* Directions for this task *
Go through the data line by line. Copy each one holding the string "contracts".

*** Opening Given data ***

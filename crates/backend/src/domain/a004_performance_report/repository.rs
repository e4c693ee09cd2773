use chrono::Utc;
use contracts::domain::a004_performance_report::aggregate::{
    PerformanceReport, PerformanceReportId,
};
use contracts::domain::common::{BaseAggregate, EntityMetadata};
use serde::{Deserialize, Serialize};
use uuid::Uuid;

use sea_orm::entity::prelude::*;
use sea_orm::{ColumnTrait, EntityTrait, QueryFilter, QueryOrder, Set};

use crate::shared::data::db::get_connection;

#[derive(Clone, Debug, PartialEq, Eq, DeriveEntityModel, Serialize, Deserialize)]
#[sea_orm(table_name = "a004_performance_report")]
pub struct Model {
    #[sea_orm(primary_key, auto_increment = false)]
    pub id: String,
    pub code: String,
    pub description: String,
    pub comment: Option<String>,
    pub company_ref: String,
    pub year: i32,
    pub quarter: i32,
    pub revenue: i64,
    pub employee_count: i32,
    pub investment: i64,
    pub exports: i64,
    pub is_deleted: bool,
    pub created_at: Option<chrono::DateTime<chrono::Utc>>,
    pub updated_at: Option<chrono::DateTime<chrono::Utc>>,
    pub version: i32,
}

#[derive(Copy, Clone, Debug, EnumIter, DeriveRelation)]
pub enum Relation {}

impl ActiveModelBehavior for ActiveModel {}

impl From<Model> for PerformanceReport {
    fn from(m: Model) -> Self {
        let metadata = EntityMetadata {
            created_at: m.created_at.unwrap_or_else(Utc::now),
            updated_at: m.updated_at.unwrap_or_else(Utc::now),
            is_deleted: m.is_deleted,
            version: m.version,
        };
        let uuid = Uuid::parse_str(&m.id).unwrap_or_else(|_| Uuid::new_v4());

        PerformanceReport {
            base: BaseAggregate::with_metadata(
                PerformanceReportId(uuid),
                m.code,
                m.description,
                m.comment.clone(),
                metadata,
            ),
            company_ref: Uuid::parse_str(&m.company_ref).unwrap_or_default(),
            year: m.year,
            quarter: m.quarter,
            revenue: m.revenue,
            employee_count: m.employee_count,
            investment: m.investment,
            exports: m.exports,
        }
    }
}

fn conn() -> &'static DatabaseConnection {
    get_connection()
}

fn to_active_model(aggregate: &PerformanceReport) -> ActiveModel {
    ActiveModel {
        id: Set(aggregate.base.id.value().to_string()),
        code: Set(aggregate.base.code.clone()),
        description: Set(aggregate.base.description.clone()),
        comment: Set(aggregate.base.comment.clone()),
        company_ref: Set(aggregate.company_ref.to_string()),
        year: Set(aggregate.year),
        quarter: Set(aggregate.quarter),
        revenue: Set(aggregate.revenue),
        employee_count: Set(aggregate.employee_count),
        investment: Set(aggregate.investment),
        exports: Set(aggregate.exports),
        is_deleted: Set(aggregate.base.metadata.is_deleted),
        created_at: Set(Some(aggregate.base.metadata.created_at)),
        updated_at: Set(Some(aggregate.base.metadata.updated_at)),
        version: Set(aggregate.base.metadata.version),
    }
}

pub async fn list(company_ref: Option<Uuid>) -> anyhow::Result<Vec<PerformanceReport>> {
    let mut select = Entity::find().filter(Column::IsDeleted.eq(false));

    if let Some(company) = company_ref {
        select = select.filter(Column::CompanyRef.eq(company.to_string()));
    }

    let items = select
        .order_by_desc(Column::Year)
        .order_by_desc(Column::Quarter)
        .all(conn())
        .await?
        .into_iter()
        .map(Into::into)
        .collect();
    Ok(items)
}

pub async fn get_by_id(id: Uuid) -> anyhow::Result<Option<PerformanceReport>> {
    let result = Entity::find_by_id(id.to_string()).one(conn()).await?;
    Ok(result.map(Into::into))
}

/// One report per company per (year, quarter)
pub async fn find_duplicate(company_ref: Uuid, year: i32, quarter: i32) -> anyhow::Result<bool> {
    let existing = Entity::find()
        .filter(Column::CompanyRef.eq(company_ref.to_string()))
        .filter(Column::Year.eq(year))
        .filter(Column::Quarter.eq(quarter))
        .filter(Column::IsDeleted.eq(false))
        .one(conn())
        .await?;
    Ok(existing.is_some())
}

pub async fn insert(aggregate: &PerformanceReport) -> anyhow::Result<Uuid> {
    let uuid = aggregate.base.id.value();
    to_active_model(aggregate).insert(conn()).await?;
    Ok(uuid)
}

pub async fn update(aggregate: &PerformanceReport) -> anyhow::Result<()> {
    let mut active = to_active_model(aggregate);
    active.created_at = sea_orm::ActiveValue::NotSet;
    active.update(conn()).await?;
    Ok(())
}

pub async fn soft_delete(id: Uuid) -> anyhow::Result<bool> {
    use sea_orm::sea_query::Expr;
    let result = Entity::update_many()
        .col_expr(Column::IsDeleted, Expr::value(true))
        .col_expr(Column::UpdatedAt, Expr::value(Utc::now()))
        .filter(Column::Id.eq(id.to_string()))
        .exec(conn())
        .await?;
    Ok(result.rows_affected > 0)
}
pub mod p900_member_stats;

*** Closing Given data ***

* Written response *
use contracts::domain::a004_performance_report::aggregate::{
use contracts::domain::common::{BaseAggregate, EntityMetadata};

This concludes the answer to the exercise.